Первый свой «прыжок», или, как его называет сам автор – «модуляцию», он совершил, судя по записям, в 2023 году. В 2013-й. И да, переместиться можно только назад, никакого будущего, по мнению автора, за пределами нашего времени, не существует. Как утверждает он сам, мы не точка на поверхности временной шкалы, и её нельзя подвигать туда-сюда, как индикатор настройки на старом радио. Мы находимся на острие стрелы, летящей вперёд. Прошлое - да, оно есть. Оно осязаемо. Его можно потрогать. Хоть Пирамиды, хоть чёрствый хлеб. И вот в него можно переместиться, или даже попробовать его изменить. Но нужно ли?

Автор задаётся этим вопросом неспроста. Вот что он пишет: «Искать счастье в прошлом также нелепо, как надеяться на пресловутый русский авось. Я утверждаю это твёрдо, так как сам попробовал это. Нужно быть глупцом, чтобы верить в то, что, если ты «опоздал» в одном времени, ты можешь преуспеть в другом». И ещё: «Никогда, слышите, никогда не встревайте в поток времени. Он просто вынесет вас на берег, и вы останетесь там навсегда, в забвении».

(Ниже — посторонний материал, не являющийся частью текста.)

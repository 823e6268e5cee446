//! Study timer state
//!
//! The timer only counts; something outside (a browser interval, a test)
//! calls [`Timer::tick`] once per elapsed second.

use shared::report::format_duration;

#[derive(Debug, Clone, Copy, Default, PartialEq, Eq)]
pub struct Timer {
    running: bool,
    elapsed: i64,
}

impl Timer {
    pub fn new() -> Self {
        Self::default()
    }

    pub fn is_running(&self) -> bool {
        self.running
    }

    pub fn elapsed(&self) -> i64 {
        self.elapsed
    }

    pub fn start(&mut self) {
        self.running = true;
    }

    /// Pause without losing the count
    pub fn stop(&mut self) {
        self.running = false;
    }

    pub fn toggle(&mut self) {
        self.running = !self.running;
    }

    /// Advance one second if running
    pub fn tick(&mut self) {
        if self.running {
            self.elapsed += 1;
        }
    }

    pub fn reset(&mut self) {
        self.running = false;
        self.elapsed = 0;
    }

    /// Stop and hand over the count for saving, leaving the timer at zero.
    /// `None` when there is nothing to save.
    pub fn take_for_save(&mut self) -> Option<i64> {
        if self.elapsed < 1 {
            return None;
        }
        let seconds = self.elapsed;
        self.reset();
        Some(seconds)
    }

    /// Put back seconds whose save failed, on top of anything counted since
    pub fn restore_unsaved(&mut self, seconds: i64) {
        self.elapsed += seconds.max(0);
    }

    pub fn display(&self) -> String {
        format_duration(self.elapsed)
    }
}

Но, прежде чем сделать эти записи, автор сделал для себя рад интересных открытий. Самым интересным из которых стал тот факт, что человек может переместиться в прошлое не далее даты своего рождения, иначе он просто исчезнет. Более того, перемещаясь в прошлое, человек принимает облик той версии себя, которая существовала (существует) именно в данном отрезке времени. Проще говоря, если переместиться в прошлое на десять лет назад в тридцатилетнем возрасте, то там вы окажетесь в теле двадцатилетнего себя, и будете существовать параллельно с точно такой же версией себя из прошлого. Приведёт ли это к коллапсу, если обе ваши версии встретятся – неизвестно. Автор не даёт на этот счёт никаких пояснений. Известно лишь, что автор выяснил это случайно, отправившись в прошлое первый раз на несколько дней назад. В день первого перемещения, как он пишет, он сильно ушиб кисть руки, нанеся на ладонь несколько царапин, однако в прошлом ни боли, ни тем более царапин, не было, но которые тут же появились, стоило ему вернуться обратно в своё настоящее.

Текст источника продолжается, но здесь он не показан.